SPECIES

Golden-winged Warbler Vermivora chrysoptera Scientific name definitions

John L. Confer, Patricia Hartman, and Amber Roth
Version: 1.0 — Published March 4, 2020
Text last updated March 25, 2011

Distribution

Introduction

Breeding Range

Occurs in localized sites in the Cumberland and s. Blue Ridge Mtns. from extreme n. Georgia (12 individuals, Klaus 2010) and w. North Carolina (97 in early 2000s, Swarthout et al. 2009), north and east to higher elevations of Tennessee (300, Buehler pers. comm.). Rare in hilltop removal sites in se. Kentucky (2 in 2009, PJH); common in higher elevations but declining or extirpated in other areas of West Virginia (Wilson et al. 2007).
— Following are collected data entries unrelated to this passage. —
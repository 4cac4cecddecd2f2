use sea_orm_migration::prelude::*;

#[derive(DeriveMigrationName)]
pub struct Migration;

#[async_trait::async_trait]
impl MigrationTrait for Migration {
    async fn up(&self, manager: &SchemaManager) -> Result<(), DbErr> {
        // No column defaults on the foreign keys: a show must name both sides.
        manager
            .create_table(
                Table::create()
                    .table(Shows::Table)
                    .if_not_exists()
                    .col(
                        ColumnDef::new(Shows::Id)
                            .integer()
                            .not_null()
                            .auto_increment()
                            .primary_key(),
                    )
                    .col(ColumnDef::new(Shows::ArtistId).integer().not_null())
                    .col(ColumnDef::new(Shows::VenueId).integer().not_null())
                    .col(ColumnDef::new(Shows::Date).timestamp())
                    .foreign_key(
                        ForeignKey::create()
                            .name("fk_shows_artist_id")
                            .from(Shows::Table, Shows::ArtistId)
                            .to(Artists::Table, Artists::Id)
                            .on_delete(ForeignKeyAction::Restrict),
                    )
                    .foreign_key(
                        ForeignKey::create()
                            .name("fk_shows_venue_id")
                            .from(Shows::Table, Shows::VenueId)
                            .to(Venues::Table, Venues::Id)
                            .on_delete(ForeignKeyAction::Restrict),
                    )
                    .to_owned(),
            )
            .await?;

        manager
            .create_index(
                Index::create()
                    .if_not_exists()
                    .name("idx_shows_venue_id")
                    .table(Shows::Table)
                    .col(Shows::VenueId)
                    .to_owned(),
            )
            .await?;
        manager
            .create_index(
                Index::create()
                    .if_not_exists()
                    .name("idx_shows_artist_id")
                    .table(Shows::Table)
                    .col(Shows::ArtistId)
                    .to_owned(),
            )
            .await?;

        Ok(())
    }

    async fn down(&self, manager: &SchemaManager) -> Result<(), DbErr> {
        manager
            .drop_table(Table::drop().table(Shows::Table).to_owned())
            .await?;

        Ok(())
    }
}

#[derive(DeriveIden)]
enum Shows {
    Table,
    Id,
    ArtistId,
    VenueId,
    Date,
}

#[derive(DeriveIden)]
enum Artists {
    Table,
    Id,
}

#[derive(DeriveIden)]
enum Venues {
    Table,
    Id,
}
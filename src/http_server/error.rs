use std::any::Any;

use axum::{
    Json,
    body::Body,
    http::{Response, StatusCode, Uri},
    response::IntoResponse,
};
use serde_json::json;

use crate::services::error::ListingError;

// A generic error report
// Produced via `Err(some_err).wrap_err("Some context")`
// or `Err(color_eyre::eyre::Report::new(SomeError))`
pub struct Report(color_eyre::Report);

impl std::fmt::Debug for Report {
    fn fmt(&self, f: &mut std::fmt::Formatter<'_>) -> std::fmt::Result {
        self.0.fmt(f)
    }
}

impl<E> From<E> for Report
where
    E: Into<color_eyre::Report>,
{
    fn from(err: E) -> Self {
        Self(err.into())
    }
}

// Tell axum how to convert `Report` into a response.
impl IntoResponse for Report {
    fn into_response(self) -> Response<Body> {
        let err = self.0;
        log::error!("{err:?}");

        server_error()
    }
}

impl IntoResponse for ListingError {
    fn into_response(self) -> Response<Body> {
        let status = match &self {
            ListingError::Validation(_) => StatusCode::BAD_REQUEST,
            ListingError::NotFound { .. } => StatusCode::NOT_FOUND,
            ListingError::ConstraintViolation(_) => StatusCode::CONFLICT,
            ListingError::Store(_) => StatusCode::INTERNAL_SERVER_ERROR,
        };

        // Store details stay in the log
        if status.is_server_error() {
            return Report::from(self).into_response();
        }

        (
            status,
            Json(json!({
                "success": false,
                "kind": self.kind(),
                "message": self.to_string(),
            })),
        )
            .into_response()
    }
}

/// Generic server-error page.
pub fn server_error() -> Response<Body> {
    (
        StatusCode::INTERNAL_SERVER_ERROR,
        Json(json!({
            "success": false,
            "kind": "server_error",
            "message": "Something went wrong",
        })),
    )
        .into_response()
}

/// Turn a handler panic into the server-error page.
pub fn handle_panic(err: Box<dyn Any + Send + 'static>) -> Response<Body> {
    let details = if let Some(s) = err.downcast_ref::<String>() {
        s.as_str()
    } else if let Some(s) = err.downcast_ref::<&str>() {
        s
    } else {
        "unknown panic"
    };
    log::error!("Request handler panicked: {}", details);

    server_error()
}

/// Fallback for unknown routes.
pub async fn not_found(uri: Uri) -> Response<Body> {
    log::debug!("No route for {}", uri.path());
    not_found_response(uri.path())
}

pub fn not_found_response(path: &str) -> Response<Body> {
    (
        StatusCode::NOT_FOUND,
        Json(json!({
            "success": false,
            "kind": "not_found",
            "message": format!("Page not found: {}", path),
        })),
    )
        .into_response()
}

#[cfg(test)]
mod tests {
    use super::*;
    use sea_orm::DbErr;

    async fn body_json(response: Response<Body>) -> serde_json::Value {
        let bytes = axum::body::to_bytes(response.into_body(), usize::MAX)
            .await
            .unwrap();
        serde_json::from_slice(&bytes).unwrap()
    }

    #[tokio::test]
    async fn test_listing_error_statuses() {
        let cases = [
            (
                ListingError::validation("Field 'name' is required"),
                StatusCode::BAD_REQUEST,
            ),
            (ListingError::not_found("Venue", 4), StatusCode::NOT_FOUND),
            (
                ListingError::ConstraintViolation("Venue 1 still has 2 show(s)".into()),
                StatusCode::CONFLICT,
            ),
            (
                ListingError::Store(DbErr::Custom("connection refused".into())),
                StatusCode::INTERNAL_SERVER_ERROR,
            ),
        ];

        for (err, status) in cases {
            assert_eq!(err.into_response().status(), status);
        }
    }

    #[tokio::test]
    async fn test_store_failure_hides_details() {
        let err = ListingError::Store(DbErr::Custom("disk I/O error".into()));
        let body = body_json(err.into_response()).await;
        assert_eq!(body["success"], false);
        assert_eq!(body["message"], "Something went wrong");
    }

    #[tokio::test]
    async fn test_not_found_body_names_kind() {
        let err = ListingError::not_found("Artist", 9);
        let body = body_json(err.into_response()).await;
        assert_eq!(body["kind"], "not_found");
        assert_eq!(body["message"], "Artist 9 not found");
    }

    #[test]
    fn test_panic_becomes_server_error() {
        let response = handle_panic(Box::new("boom"));
        assert_eq!(response.status(), StatusCode::INTERNAL_SERVER_ERROR);
    }
}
Recorded in 38 atlas blocks in the two western-most counties in Maryland from 2002-2006 (Maryland and the District of Columbia Breeding Bird Atlas 2002-2006); virtually extirpated in Ohio (1, Peterjohn 2001); found northeast into Pennsylvania where it is locally common; a few in e. New Jersey (~20 in 2008, Petzinger 2009). Sparsely distributed throughout NY State, with concentrations in the St. Lawrence River valley and Hudson Highlands (Confer 2008); remnant populations in Vermont (7), Massachusetts (1) and Connecticut (7, numbers from Swarthout et al. 2009). Most of these breeders are part of a disjunct, northern population that extends from se. Quebec along the St. Lawrence River valley, the Ontario border, and the U.S. border with New York and Vermont (Jobin, Canadian Wildlife Service, Environment Canada) westward into Ontario near the s. Great Lakes.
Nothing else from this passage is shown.